The finance minister outlined his medium-term priorities through a 13-point agenda for 2022 when India attains 75 years of Independence.

With these clear goals in mind, the budget targeted the key areas of infrastructure investment, putting money in the hands of consumers and providing social security to all citizens of the country.

Investment has been accelerated by pushing back the fiscal deficit target of 3 per cent of GDP to 2017-18. For the forthcoming year 2015-16, the target at 3.9 per cent is reasonable given the need to build up public investment in the infrastructure sector.

Central Public Sector Enterprises are also expected to contribute to the investment pipeline. The finance minister has additionally delineated a "plug-and-play" model for ultra mega power plants where all the government clearances would be approved before the bidding process.

The institution of a National Investment and Infrastructure Fund would encourage the investment revival. We hope that the fiscal space will be leveraged to create additional capital assets, boosting demand for related goods and services.
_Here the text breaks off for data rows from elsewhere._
//! # Workflow Steps
//!
//! The five stages of the booking desk workflow.

use serde::{Deserialize, Serialize};

/// A stage of the booking workflow, numbered 1..=5
#[derive(
    Debug, Clone, Copy, Default, PartialEq, Eq, PartialOrd, Ord, Hash, Serialize, Deserialize,
)]
#[serde(rename_all = "snake_case")]
pub enum Step {
    #[default]
    SelectRoom,
    GuestDetails,
    ConfirmBooking,
    Payment,
    CheckIn,
}

impl Step {
    /// All steps in order
    pub const ALL: [Step; 5] = [
        Step::SelectRoom,
        Step::GuestDetails,
        Step::ConfirmBooking,
        Step::Payment,
        Step::CheckIn,
    ];

    /// 1-based step number
    pub fn number(self) -> u8 {
        match self {
            Step::SelectRoom => 1,
            Step::GuestDetails => 2,
            Step::ConfirmBooking => 3,
            Step::Payment => 4,
            Step::CheckIn => 5,
        }
    }

    /// Step for a 1-based number
    pub fn from_number(n: u8) -> Option<Self> {
        Self::ALL.get(usize::from(n).checked_sub(1)?).copied()
    }

    /// The following step, `None` at the terminal step
    pub fn next(self) -> Option<Self> {
        Self::from_number(self.number() + 1)
    }

    /// The preceding step, `None` at the first step
    pub fn previous(self) -> Option<Self> {
        Self::from_number(self.number() - 1)
    }

    pub fn label(self) -> &'static str {
        match self {
            Step::SelectRoom => "select room",
            Step::GuestDetails => "guest details",
            Step::ConfirmBooking => "confirm booking",
            Step::Payment => "payment",
            Step::CheckIn => "check-in",
        }
    }
}

impl std::fmt::Display for Step {
    fn fmt(&self, f: &mut std::fmt::Formatter<'_>) -> std::fmt::Result {
        write!(f, "{} ({})", self.number(), self.label())
    }
}
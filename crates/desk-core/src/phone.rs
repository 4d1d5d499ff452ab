//! # Phone Numbers
//!
//! Guest contact numbers in international form. The national part is
//! checked against the length rule of the detected country calling code.

use crate::error::{DeskError, DeskResult};
use serde::{Deserialize, Serialize};

/// Calling code, country, national number length
const NATIONAL_LENGTHS: &[(&str, &str, usize)] = &[
    ("1", "US/CA", 10),
    ("33", "FR", 9),
    ("44", "GB", 10),
    ("49", "DE", 11),
    ("221", "SN", 9),
    ("225", "CI", 10),
    ("233", "GH", 9),
    ("234", "NG", 10),
    ("235", "TD", 8),
    ("236", "CF", 8),
    ("237", "CM", 9),
    ("240", "GQ", 9),
    ("241", "GA", 8),
    ("242", "CG", 9),
    ("243", "CD", 9),
    ("250", "RW", 9),
    ("254", "KE", 9),
    ("255", "TZ", 9),
    ("256", "UG", 9),
];

/// A validated international phone number
#[derive(Debug, Clone, PartialEq, Eq, Hash, Serialize, Deserialize)]
pub struct PhoneNumber {
    country_code: String,
    national: String,
}

impl PhoneNumber {
    /// Parse `+237 6 71 23 45 67`, `00237671234567` or `237671234567`.
    ///
    /// The calling code is detected by longest prefix; the remaining digits
    /// must match that country's national length.
    pub fn parse(raw: &str) -> DeskResult<Self> {
        let trimmed = raw.trim();
        let without_plus = trimmed
            .strip_prefix('+')
            .or_else(|| trimmed.strip_prefix("00"))
            .unwrap_or(trimmed);

        let digits: String = without_plus
            .chars()
            .filter(|c| !matches!(c, ' ' | '-' | '.' | '(' | ')'))
            .collect();
        if digits.is_empty() || !digits.chars().all(|c| c.is_ascii_digit()) {
            return Err(DeskError::validation(
                "phone",
                "phone number may only contain digits",
            ));
        }

        let (code, _, length) = NATIONAL_LENGTHS
            .iter()
            .filter(|(code, _, _)| digits.starts_with(code))
            .max_by_key(|(code, _, _)| code.len())
            .ok_or_else(|| DeskError::validation("phone", "unknown country calling code"))?;

        let national = &digits[code.len()..];
        if national.len() != *length {
            return Err(DeskError::validation(
                "phone",
                format!(
                    "numbers for +{} need {} digits after the country code, got {}",
                    code,
                    length,
                    national.len()
                ),
            ));
        }

        Ok(Self {
            country_code: code.to_string(),
            national: national.to_string(),
        })
    }

    pub fn country_code(&self) -> &str {
        &self.country_code
    }

    pub fn national(&self) -> &str {
        &self.national
    }

    /// ISO country for the calling code
    pub fn country(&self) -> Option<&'static str> {
        NATIONAL_LENGTHS
            .iter()
            .find(|(code, _, _)| *code == self.country_code)
            .map(|(_, country, _)| *country)
    }

    /// E.164 form, e.g. `+237671234567`
    pub fn e164(&self) -> String {
        format!("+{}{}", self.country_code, self.national)
    }
}

impl std::fmt::Display for PhoneNumber {
    fn fmt(&self, f: &mut std::fmt::Formatter<'_>) -> std::fmt::Result {
        f.write_str(&self.e164())
    }
}

#[cfg(test)]
mod tests {
    use super::*;

    #[test]
    fn test_parse_formats() {
        for raw in ["+237 671 23 45 67", "00237671234567", "237-671-234-567"] {
            let phone = PhoneNumber::parse(raw).unwrap();
            assert_eq!(phone.country_code(), "237");
            assert_eq!(phone.national(), "671234567");
            assert_eq!(phone.e164(), "+237671234567");
            assert_eq!(phone.country(), Some("CM"));
        }
    }

    #[test]
    fn test_length_rule_per_country() {
        assert!(PhoneNumber::parse("+23767123456").is_err());
        assert!(PhoneNumber::parse("+2348012345678").is_ok());
        assert!(PhoneNumber::parse("+234801234567").is_err());
    }

    #[test]
    fn test_other_countries() {
        let chad = PhoneNumber::parse("+235 66 12 34 56").unwrap();
        assert_eq!(chad.country(), Some("TD"));

        let france = PhoneNumber::parse("+33 6 12 34 56 78").unwrap();
        assert_eq!(france.country(), Some("FR"));
        assert_eq!(france.national(), "612345678");
    }

    #[test]
    fn test_rejects_garbage() {
        assert!(PhoneNumber::parse("").is_err());
        assert!(PhoneNumber::parse("call me").is_err());
        assert!(PhoneNumber::parse("+999123456").is_err());
    }
}
//! # desk-backend
//!
//! HTTP clients for hotel-desk-rs.
//!
//! This crate provides:
//!
//! 1. **BackendClient** - the hotel REST backend
//!    - Room availability reports
//!    - Booking create / read / patch / check-in / check-out
//!    - Booking conversions (pricing in the reference currency)
//!
//! 2. **MobileMoneyGateway** - mobile-money collections
//!    - Prompts the payer's handset for the booking amount
//!    - Settlement is observed on the booking, not on the gateway
//!
//! ## Quick Start
//!
//! ```rust,ignore
//! use std::sync::Arc;
//! use desk_backend::{BackendClient, MobileMoneyGateway};
//! use desk_core::Collaborators;
//!
//! let backend = Arc::new(BackendClient::from_env()?);
//! let gateway = Arc::new(MobileMoneyGateway::from_env()?);
//!
//! let collaborators = Collaborators::new(backend, gateway);
//! ```

pub mod client;
pub mod config;
pub mod mobile_money;
mod wire;

// Re-exports
pub use client::BackendClient;
pub use config::{BackendConfig, MobileMoneyConfig};
pub use mobile_money::MobileMoneyGateway;
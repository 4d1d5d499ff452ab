//! # desk-api
//!
//! HTTP API layer for hotel-desk-rs.
//!
//! This crate provides:
//! - Axum-based HTTP server
//! - One booking workflow per desk session, addressed by id
//! - REST endpoints for every workflow action
//!
//! ## Endpoints
//!
//! | Method | Path | Description |
//! |--------|------|-------------|
//! | GET | `/health` | Health check |
//! | POST | `/api/v1/workflows` | Open a session |
//! | GET | `/api/v1/workflows/{id}` | Snapshot |
//! | DELETE | `/api/v1/workflows/{id}` | Abandon a session |
//! | POST | `/api/v1/workflows/{id}/back` | Previous step |
//! | POST | `/api/v1/workflows/{id}/advance` | Next step with held data |
//! | POST | `/api/v1/workflows/{id}/restart` | Start over |
//! | POST | `/api/v1/workflows/{id}/search` | Room search |
//! | POST | `/api/v1/workflows/{id}/select` | Select room |
//! | POST | `/api/v1/workflows/{id}/guest` | Guest details |
//! | POST | `/api/v1/workflows/{id}/conversion/retry` | Retry conversion |
//! | POST | `/api/v1/workflows/{id}/proceed` | Go to payment |
//! | POST | `/api/v1/workflows/{id}/payment/mobile` | Mobile payment |
//! | POST | `/api/v1/workflows/{id}/payment/mobile/check` | Poll now |
//! | POST | `/api/v1/workflows/{id}/payment/mobile/reset` | Reset failed attempt |
//! | POST | `/api/v1/workflows/{id}/payment/cash` | Cash payment |
//! | POST | `/api/v1/workflows/{id}/check-in` | Check in |
//! | GET | `/api/v1/workflows/{id}/invoice` | Invoice |
//! | POST | `/api/v1/workflows/{id}/finish` | Finish |

pub mod handlers;
pub mod routes;
pub mod state;

pub use routes::create_router;
pub use state::{AppConfig, AppState};
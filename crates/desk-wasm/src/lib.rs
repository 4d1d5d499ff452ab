//! # desk-wasm
//!
//! WebAssembly bindings for hotel-desk-rs.
//!
//! The desk front-end runs the same local checks as the server before a
//! request leaves the browser:
//! - Stay length and date range validation
//! - Guest phone number normalization
//! - Cash form readiness (matching amounts, receipt ticked)
//! - Filtering an availability report down to rooms free every night
//!
//! ## Usage (JavaScript)
//!
//! ```javascript
//! import init, { validate_date_range, cash_form_ready } from 'hotel-desk-wasm';
//!
//! await init();
//!
//! const nights = validate_date_range('2024-06-10', '2024-06-12', today);
//! const enabled = cash_form_ready('40 000', '40000', true, 'XAF');
//! ```
//!
//! ## Building
//!
//! ```bash
//! wasm-pack build --target web
//! ```

use chrono::NaiveDate;
use desk_core::{
    fully_available_rooms, Currency, DateRange, DeskError, DeskResult, Money, PhoneNumber,
    RoomAvailability, RoomSummary,
};
use wasm_bindgen::prelude::*;

fn to_js(err: DeskError) -> JsValue {
    JsValue::from_str(&err.to_string())
}

fn parse_date(field: &str, value: &str) -> DeskResult<NaiveDate> {
    NaiveDate::parse_from_str(value.trim(), "%Y-%m-%d").map_err(|_| {
        DeskError::validation(field, format!("'{}' is not a YYYY-MM-DD date", value.trim()))
    })
}

fn parse_currency(code: &str) -> DeskResult<Currency> {
    Currency::from_code(code)
        .ok_or_else(|| DeskError::validation("currency", format!("unknown currency '{}'", code)))
}

// ===== Dates =====

fn stay_nights(start: &str, end: &str) -> DeskResult<i64> {
    Ok(desk_core::nights_between(
        parse_date("start_date", start)?,
        parse_date("end_date", end)?,
    ))
}

fn booking_range(start: &str, end: &str, today: &str) -> DeskResult<DateRange> {
    DateRange::for_booking(
        parse_date("start_date", start)?,
        parse_date("end_date", end)?,
        parse_date("today", today)?,
    )
}

/// Nights billed between two ISO dates; a same-day stay counts as one
#[wasm_bindgen]
pub fn nights_between(start: &str, end: &str) -> Result<i64, JsValue> {
    stay_nights(start, end).map_err(to_js)
}

/// Validate a stay for a new booking and return its number of nights
#[wasm_bindgen]
pub fn validate_date_range(start: &str, end: &str, today: &str) -> Result<i64, JsValue> {
    booking_range(start, end, today)
        .map(|range| range.nights())
        .map_err(to_js)
}

// ===== Guest =====

/// Normalize a guest phone number to E.164
#[wasm_bindgen]
pub fn validate_phone(raw: &str) -> Result<String, JsValue> {
    PhoneNumber::parse(raw).map(|p| p.e164()).map_err(to_js)
}

// ===== Payment =====

fn cash_amount(amount: &str, confirmation: &str, received: bool, currency: &str) -> DeskResult<Money> {
    let currency = parse_currency(currency)?;
    let amount = Money::parse(amount, currency)?;
    let confirmation = Money::parse(confirmation, currency)?;

    if !amount.is_positive() {
        return Err(DeskError::validation("amount", "must be greater than zero"));
    }
    if amount != confirmation {
        return Err(DeskError::validation("confirmation", "amounts do not match"));
    }
    if !received {
        return Err(DeskError::validation("received", "tick to confirm receipt"));
    }
    Ok(amount)
}

/// Whether the cash submit button may be enabled
#[wasm_bindgen]
pub fn cash_form_ready(amount: &str, confirmation: &str, received: bool, currency: &str) -> bool {
    cash_amount(amount, confirmation, received, currency).is_ok()
}

/// Display form of an amount given in the currency's smallest unit
#[wasm_bindgen]
pub fn format_amount(minor: i64, currency: &str) -> Result<String, JsValue> {
    parse_currency(currency)
        .map(|c| Money::from_minor(minor, c).display())
        .map_err(to_js)
}

// ===== Rooms =====

fn available_rooms(
    report: &[RoomAvailability],
    start: &str,
    end: &str,
) -> DeskResult<Vec<RoomSummary>> {
    let range = DateRange::new(parse_date("start_date", start)?, parse_date("end_date", end)?)?;
    Ok(fully_available_rooms(report, &range))
}

/// Keep only rooms that are available on every night of the stay
#[wasm_bindgen]
pub fn filter_available_rooms(report: JsValue, start: &str, end: &str) -> Result<JsValue, JsValue> {
    let report: Vec<RoomAvailability> = serde_wasm_bindgen::from_value(report)
        .map_err(|e| JsValue::from_str(&format!("Invalid availability report: {}", e)))?;

    let rooms = available_rooms(&report, start, end).map_err(to_js)?;
    serde_wasm_bindgen::to_value(&rooms).map_err(|e| JsValue::from_str(&e.to_string()))
}

/// Log to browser console
#[wasm_bindgen]
pub fn log(message: &str) {
    web_sys::console::log_1(&JsValue::from_str(message));
}

/// Get library version
#[wasm_bindgen]
pub fn version() -> String {
    env!("CARGO_PKG_VERSION").to_string()
}
use uuid::Uuid;

use super::principal::{Actor, Principal};

#[derive(Debug, Clone, Copy, PartialEq, Eq)]
pub enum Action {
    Read,
    Create,
    Update,
    Delete,
}

impl Action {
    pub fn is_safe(self) -> bool {
        matches!(self, Action::Read)
    }
}

#[derive(Debug, Clone, Copy, PartialEq, Eq)]
pub enum Denial {
    Unauthenticated,
    Forbidden,
}

#[derive(Debug, Clone, Copy, PartialEq, Eq)]
pub enum Decision {
    Allow,
    Deny(Denial),
}

/// Access rules, one per resource family.
///
/// Each rule is evaluated twice: against the collection before any instance
/// is loaded, and against the instance once it is. Evaluation order is the
/// safe-action exemption, then authentication, then role/ownership, and
/// anything not explicitly allowed is denied.
#[derive(Debug, Clone, Copy, PartialEq, Eq)]
pub enum Policy {
    /// Titles, categories, genres: anyone reads, admins write.
    AdminOrReadOnly,
    /// Reviews and comments: anyone reads, any user creates, the author or
    /// staff edit and delete.
    AuthorOrStaff,
    /// User management: admins only, reads included.
    AdminOnly,
    /// The `/users/me` alias: an authenticated user on their own record.
    SelfService,
}

impl Policy {
    pub fn check_collection(self, actor: &Actor, action: Action) -> Decision {
        match self {
            Policy::AdminOrReadOnly => admin_or_read_only(actor, action),
            Policy::AuthorOrStaff => {
                if action.is_safe() {
                    return Decision::Allow;
                }
                authenticated(actor).map_or_else(Decision::Deny, |_| Decision::Allow)
            }
            Policy::AdminOnly => admin_only(actor),
            Policy::SelfService => authenticated(actor).map_or_else(Decision::Deny, |_| Decision::Allow),
        }
    }

    /// `owner` is the author of a review/comment, or the user record itself
    /// for `SelfService`. Families without ownership ignore it.
    pub fn check_instance(self, actor: &Actor, action: Action, owner: Option<Uuid>) -> Decision {
        match self {
            Policy::AdminOrReadOnly => admin_or_read_only(actor, action),
            Policy::AuthorOrStaff => {
                if action.is_safe() {
                    return Decision::Allow;
                }
                let principal = match authenticated(actor) {
                    Ok(principal) => principal,
                    Err(denial) => return Decision::Deny(denial),
                };
                match action {
                    Action::Update | Action::Delete
                        if principal.is_admin()
                            || principal.is_moderator()
                            || owner.is_some_and(|id| principal.owns(id)) =>
                    {
                        Decision::Allow
                    }
                    _ => Decision::Deny(Denial::Forbidden),
                }
            }
            Policy::AdminOnly => admin_only(actor),
            Policy::SelfService => {
                let principal = match authenticated(actor) {
                    Ok(principal) => principal,
                    Err(denial) => return Decision::Deny(denial),
                };
                match action {
                    Action::Read | Action::Update if owner.is_some_and(|id| principal.owns(id)) => Decision::Allow,
                    _ => Decision::Deny(Denial::Forbidden),
                }
            }
        }
    }
}

fn authenticated(actor: &Actor) -> Result<&Principal, Denial> {
    actor.principal().ok_or(Denial::Unauthenticated)
}

fn admin_or_read_only(actor: &Actor, action: Action) -> Decision {
    if action.is_safe() {
        return Decision::Allow;
    }
    admin_only(actor)
}

fn admin_only(actor: &Actor) -> Decision {
    match authenticated(actor) {
        Ok(principal) if principal.is_admin() => Decision::Allow,
        Ok(_) => Decision::Deny(Denial::Forbidden),
        Err(denial) => Decision::Deny(denial),
    }
}
//! User queries shared by the request extractors, the handlers and the CLI.

use sqlx::SqlitePool;
use uuid::Uuid;

use crate::errors::AppResult;
use crate::models::user::{DbUser, Role, USER_COLUMNS};
use crate::utils::utc_now;

#[derive(Debug, Clone, Default)]
pub struct NewUser {
    pub username: String,
    pub email: String,
    pub first_name: String,
    pub last_name: String,
    pub bio: String,
    pub role: Role,
    pub is_superuser: bool,
}

pub async fn find_by_id(pool: &SqlitePool, user_id: Uuid) -> AppResult<Option<DbUser>> {
    let sql = format!("SELECT {USER_COLUMNS} FROM users WHERE id = ?");
    Ok(sqlx::query_as::<_, DbUser>(&sql).bind(user_id).fetch_optional(pool).await?)
}

pub async fn find_by_username(pool: &SqlitePool, username: &str) -> AppResult<Option<DbUser>> {
    let sql = format!("SELECT {USER_COLUMNS} FROM users WHERE username = ?");
    Ok(sqlx::query_as::<_, DbUser>(&sql).bind(username).fetch_optional(pool).await?)
}

pub async fn find_by_email(pool: &SqlitePool, email: &str) -> AppResult<Option<DbUser>> {
    let sql = format!("SELECT {USER_COLUMNS} FROM users WHERE email = ?");
    Ok(sqlx::query_as::<_, DbUser>(&sql).bind(email).fetch_optional(pool).await?)
}

/// Users ordered by username, optionally narrowed to a username substring.
pub async fn list(pool: &SqlitePool, search: Option<&str>) -> AppResult<Vec<DbUser>> {
    let sql = format!(
        "SELECT {USER_COLUMNS} FROM users WHERE (?1 IS NULL OR instr(lower(username), lower(?1)) > 0) ORDER BY username"
    );
    Ok(sqlx::query_as::<_, DbUser>(&sql).bind(search).fetch_all(pool).await?)
}

pub async fn insert(pool: &SqlitePool, user: &NewUser) -> AppResult<Uuid> {
    let id = Uuid::new_v4();
    let now = utc_now();

    sqlx::query(
        "INSERT INTO users (id, username, email, first_name, last_name, bio, role, is_superuser, created_at, updated_at) VALUES (?, ?, ?, ?, ?, ?, ?, ?, ?, ?)",
    )
    .bind(id)
    .bind(&user.username)
    .bind(&user.email)
    .bind(&user.first_name)
    .bind(&user.last_name)
    .bind(&user.bio)
    .bind(user.role)
    .bind(user.is_superuser)
    .bind(now)
    .bind(now)
    .execute(pool)
    .await?;

    Ok(id)
}

/// Writes back the editable profile fields of `user`.
pub async fn update_profile(pool: &SqlitePool, user: &DbUser) -> AppResult<()> {
    sqlx::query(
        "UPDATE users SET username = ?, email = ?, first_name = ?, last_name = ?, bio = ?, role = ?, updated_at = ? WHERE id = ?",
    )
    .bind(&user.username)
    .bind(&user.email)
    .bind(&user.first_name)
    .bind(&user.last_name)
    .bind(&user.bio)
    .bind(user.role)
    .bind(utc_now())
    .bind(user.id)
    .execute(pool)
    .await?;

    Ok(())
}

pub async fn set_confirmation_code_hash(pool: &SqlitePool, user_id: Uuid, code_hash: &str) -> AppResult<()> {
    sqlx::query("UPDATE users SET confirmation_code_hash = ?, updated_at = ? WHERE id = ?")
        .bind(code_hash)
        .bind(utc_now())
        .bind(user_id)
        .execute(pool)
        .await?;

    Ok(())
}

/// Grants superuser status and the admin role.
pub async fn promote_superuser(pool: &SqlitePool, user_id: Uuid) -> AppResult<()> {
    sqlx::query("UPDATE users SET is_superuser = 1, role = ?, updated_at = ? WHERE id = ?")
        .bind(Role::Admin)
        .bind(utc_now())
        .bind(user_id)
        .execute(pool)
        .await?;

    Ok(())
}

/// Removes the user; their reviews and comments go with them.
pub async fn delete(pool: &SqlitePool, user_id: Uuid) -> AppResult<bool> {
    let result = sqlx::query("DELETE FROM users WHERE id = ?")
        .bind(user_id)
        .execute(pool)
        .await?;

    Ok(result.rows_affected() > 0)
}
use std::sync::Arc;

use axum::async_trait;
use axum::extract::FromRequestParts;
use axum::http::request::Parts;
use jsonwebtoken::{DecodingKey, EncodingKey, Header, Validation};
use uuid::Uuid;

use crate::app::AppState;
use crate::authz::{Actor, Principal};
use crate::db::users;
use crate::errors::AppError;

#[derive(Debug, Clone)]
pub struct JwtConfig {
    pub secret: Arc<Vec<u8>>,
    pub exp_hours: i64,
}

impl JwtConfig {
    pub fn new(secret: impl Into<Vec<u8>>, exp_hours: i64) -> Self {
        Self {
            secret: Arc::new(secret.into()),
            exp_hours,
        }
    }

    pub fn from_env() -> Result<Self, AppError> {
        let secret = std::env::var("JWT_SECRET").map_err(|_| AppError::configuration("JWT_SECRET not set"))?;
        let exp_hours = std::env::var("JWT_EXP_HOURS")
            .map(|val| val.parse::<i64>())
            .unwrap_or(Ok(24))
            .map_err(|_| AppError::configuration("JWT_EXP_HOURS must be a valid integer"))?;

        Ok(Self::new(secret.into_bytes(), exp_hours))
    }

    pub fn encode(&self, user_id: Uuid) -> Result<String, AppError> {
        use chrono::{Duration, Utc};

        let now = Utc::now();
        let exp = now + Duration::hours(self.exp_hours);

        let claims = Claims {
            sub: user_id,
            exp: exp.timestamp() as usize,
            iat: now.timestamp() as usize,
        };

        jsonwebtoken::encode(&Header::default(), &claims, &EncodingKey::from_secret(&self.secret))
            .map_err(|err| AppError::token(err.to_string()))
    }

    pub fn decode(&self, token: &str) -> Result<Claims, AppError> {
        let mut validation = Validation::default();
        validation.validate_exp = true;

        jsonwebtoken::decode::<Claims>(token, &DecodingKey::from_secret(&self.secret), &validation)
            .map(|data| data.claims)
            .map_err(|err| AppError::token(err.to_string()))
    }
}

/// The token only names the user; role and superuser flag are read from the
/// store on every request.
#[derive(Debug, Clone, serde::Serialize, serde::Deserialize)]
pub struct Claims {
    pub sub: Uuid,
    pub exp: usize,
    pub iat: usize,
}

fn bearer_token(parts: &Parts) -> Result<Option<&str>, AppError> {
    let Some(value) = parts.headers.get(axum::http::header::AUTHORIZATION) else {
        return Ok(None);
    };

    value
        .to_str()
        .ok()
        .and_then(|value| value.strip_prefix("Bearer "))
        .map(Some)
        .ok_or_else(|| AppError::unauthorized("Authorization header must be a Bearer token"))
}

async fn load_principal(state: &AppState, token: &str) -> Result<Principal, AppError> {
    let claims = state.jwt.decode(token)?;
    let user = users::find_by_id(&state.pool, claims.sub)
        .await?
        .ok_or_else(|| AppError::unauthorized("user no longer exists"))?;

    Ok(Principal::from(&user))
}

/// Optional authentication: no header means anonymous, a bad header or token
/// is rejected outright.
#[async_trait]
impl FromRequestParts<AppState> for Actor {
    type Rejection = AppError;

    async fn from_request_parts(parts: &mut Parts, state: &AppState) -> Result<Self, Self::Rejection> {
        match bearer_token(parts)? {
            None => Ok(Actor::Anonymous),
            Some(token) => Ok(Actor::Authenticated(load_principal(state, token).await?)),
        }
    }
}

/// Required authentication.
#[derive(Debug, Clone)]
pub struct AuthUser(pub Principal);

#[async_trait]
impl FromRequestParts<AppState> for AuthUser {
    type Rejection = AppError;

    async fn from_request_parts(parts: &mut Parts, state: &AppState) -> Result<Self, Self::Rejection> {
        let token = bearer_token(parts)?.ok_or_else(|| AppError::unauthorized("Authorization header missing"))?;
        Ok(AuthUser(load_principal(state, token).await?))
    }
}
Industry is greatly encouraged by the finance minister's intention to lower corporate tax rates from the current 30 per cent to 25 per cent over four years.

This would make Indian enterprises more competitive in the global marketplace and impart certainty and stability to the direct tax regime by minimising exemptions and avoiding litigation.

The elimination of wealth tax and its replacement by a surcharge of 2 per cent on incomes of over Rs 1 crore would rationalise the tax structure.

Regarding indirect taxes, the finance minister has reiterated his commitment to the introduction of GST that would add efficiency and productivity to the economy. The CII has estimated that GST could add at least 1 percentage point to the GDP pace and with this double-digit growth could be a real possibility.

The budget also addresses inverted duty structures and anomalies by streamlining customs duty and exemption of special additional duty. This will encourage domestic manufacturing and help create jobs.

A key CII recommendation was to rationalize capital gains regime for Real Estate Investment Trusts (REITs) and Infrastructure Investment Trusts (InvITs).

Sponsors will now be allowed to exit these and rental revenues would be accorded pass-through status. The General Anti Avoidance Rule has been postponed by two years, a much-awaited step. The uncertainty regarding the domestic Alternate Investment Funds, too, has been clarified and this would encourage establishment of new funds.

The strong pipeline of investments, attention to securing the future of citizens and tax changes would place the Indian economy on a firm path to double-digit growth rates in the coming years.